Like expectations about working longer, there are some common misnomers about risk management in retirement, as well. “Risk management” refers to the amount of risk someone tolerates in their financial portfolio – or the potential for their investments to experience a setback. It shows the flip-side of retirement planning: Having a plan in place is optimal, but it’s important to be prepared for making readjustments, as well.

Let’s consider some prevailing myths about risk management in retirement planning – and how you can avoid these downsides in your own efforts.

What are Some Common Misunderstandings about Risk?

During the 2008-2009 financial crisis, investors got a hard lesson in risk management. Between December 2007 and December 2008, the S&P 500 experienced a 37% decline. In turn, this brought about $2.8 trillion in retirement account losses.

Since then, many American households have recovered, if not exceeded their losses. But misconceptions of risk management continue to linger. Here are a couple of prevailing trends:

Forecasting for the future has a set formula for everyone – Managing your risk means you’ll have to determine what’s going to be happening in future years. But opinions differ in financial circles as to what exactly forecasting is. One popular notion is that forecasting is deciding asset allocation – or your investment holdings – based upon life conditions, needs, and the market risk tolerable at your age.

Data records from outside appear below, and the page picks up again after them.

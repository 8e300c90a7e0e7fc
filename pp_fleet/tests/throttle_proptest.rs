//! Property-based tests for the throttling primitives and stats folding.

use pp_fleet::scan::{ScanMetric, ScanSource, ScanStats};
use pp_fleet::throttle::{AdaptiveDelay, CircuitBreaker, CircuitState};
use proptest::prelude::*;
use std::time::Duration;

proptest! {
    /// The computed delay never exceeds max * (1 + jitter), for any error
    /// count and configuration.
    #[test]
    fn prop_delay_bounded(
        base_ms in 1u64..5_000,
        max_ms in 1u64..60_000,
        jitter in 0.0f64..0.9,
        mult in 1.0f64..4.0,
        errors in 0u32..20,
    ) {
        let delay = AdaptiveDelay::new(
            Duration::from_millis(base_ms),
            Duration::from_millis(max_ms),
            jitter,
            mult,
        );
        for _ in 0..errors {
            delay.record_error();
        }

        let upper = (max_ms.max(base_ms) as f64 / 1_000.0) * (1.0 + jitter) + 1e-6;
        let d = delay.current_delay().as_secs_f64();
        prop_assert!(d >= 0.0);
        prop_assert!(d <= upper, "delay {} exceeds bound {}", d, upper);
    }

    /// Successes walk the error counter back one step at a time, never
    /// below zero.
    #[test]
    fn prop_delay_recovery_is_gradual(errors in 0u32..30, successes in 0u32..40) {
        let delay = AdaptiveDelay::new(
            Duration::from_millis(100),
            Duration::from_secs(10),
            0.0,
            2.0,
        );
        for _ in 0..errors {
            delay.record_error();
        }
        for _ in 0..successes {
            delay.record_success();
        }
        prop_assert_eq!(delay.consecutive_errors(), errors.saturating_sub(successes));
    }

    /// A breaker below its failure threshold stays closed; at or past it,
    /// it is open and rejects requests.
    #[test]
    fn prop_breaker_threshold_exact(threshold in 1u32..20, failures in 0u32..40) {
        let breaker = CircuitBreaker::new(threshold, Duration::from_secs(3_600));
        for _ in 0..failures {
            breaker.record_failure();
        }
        if failures >= threshold {
            prop_assert_eq!(breaker.state(), CircuitState::Open);
            prop_assert!(!breaker.allow_request());
        } else {
            prop_assert_eq!(breaker.state(), CircuitState::Closed);
            prop_assert!(breaker.allow_request());
        }
    }

    /// Folding any sequence of metrics keeps the count invariant and the
    /// average latency within the observed range.
    #[test]
    fn prop_scan_stats_invariants(outcomes in prop::collection::vec((any::<bool>(), 0.0f64..10_000.0, 0usize..50), 1..50)) {
        let mut stats = ScanStats::default();
        let mut min = f64::MAX;
        let mut max: f64 = 0.0;
        for (success, latency_ms, tables) in &outcomes {
            min = min.min(*latency_ms);
            max = max.max(*latency_ms);
            stats.record(&ScanMetric {
                source: ScanSource::Http,
                success: *success,
                latency_ms: *latency_ms,
                tables_found: *tables,
                error: if *success { None } else { Some("err".to_string()) },
                proxy: None,
                timestamp: chrono::Utc::now(),
            });
        }

        prop_assert_eq!(stats.successful + stats.failed, stats.total_scans);
        prop_assert_eq!(stats.total_scans, outcomes.len() as u64);
        prop_assert!(stats.avg_latency_ms >= min - 1e-6);
        prop_assert!(stats.avg_latency_ms <= max + 1e-6);
        prop_assert_eq!(stats.errors.len() as u64, stats.failed);
    }
}
//! Rotating proxy pool with per-entry health and cooldown tracking.
//!
//! The pool owns its entries exclusively; callers receive cloned snapshots
//! from [`ProxyPool::next_proxy`] and report outcomes back by URL. Failing
//! entries are parked in a timed cooldown rather than removed, so transient
//! upstream trouble heals without operator intervention.

/// Proxy entry, status, and pool configuration models.
pub mod models;

/// Error types for proxy pool operations.
pub mod errors;

/// The rotating pool itself, including rate limiting and health checks.
pub mod pool;

/// Sticky or round-robin bot-to-proxy assignment on top of the pool.
pub mod assigner;

pub use assigner::BotProxyAssigner;
pub use errors::{ProxyError, ProxyResult};
pub use models::{PoolConfig, PoolStats, ProxyEntry, ProxyProtocol, ProxyStatus, RotationMode};
pub use pool::{HealthProbe, ProxyPool};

Another view is forecasting involves far more outcomes to consider. In short, this approach boils down to considering a variety of outcomes based on probabilities. But the truth is it doesn’t matter how one defines financial forecasting. Everyone’s needs are different, and everyone will be wrong about a prediction at some point. A solid, proactive approach is to plan for the worst and be ready to make adjustments to your retirement plan as necessary.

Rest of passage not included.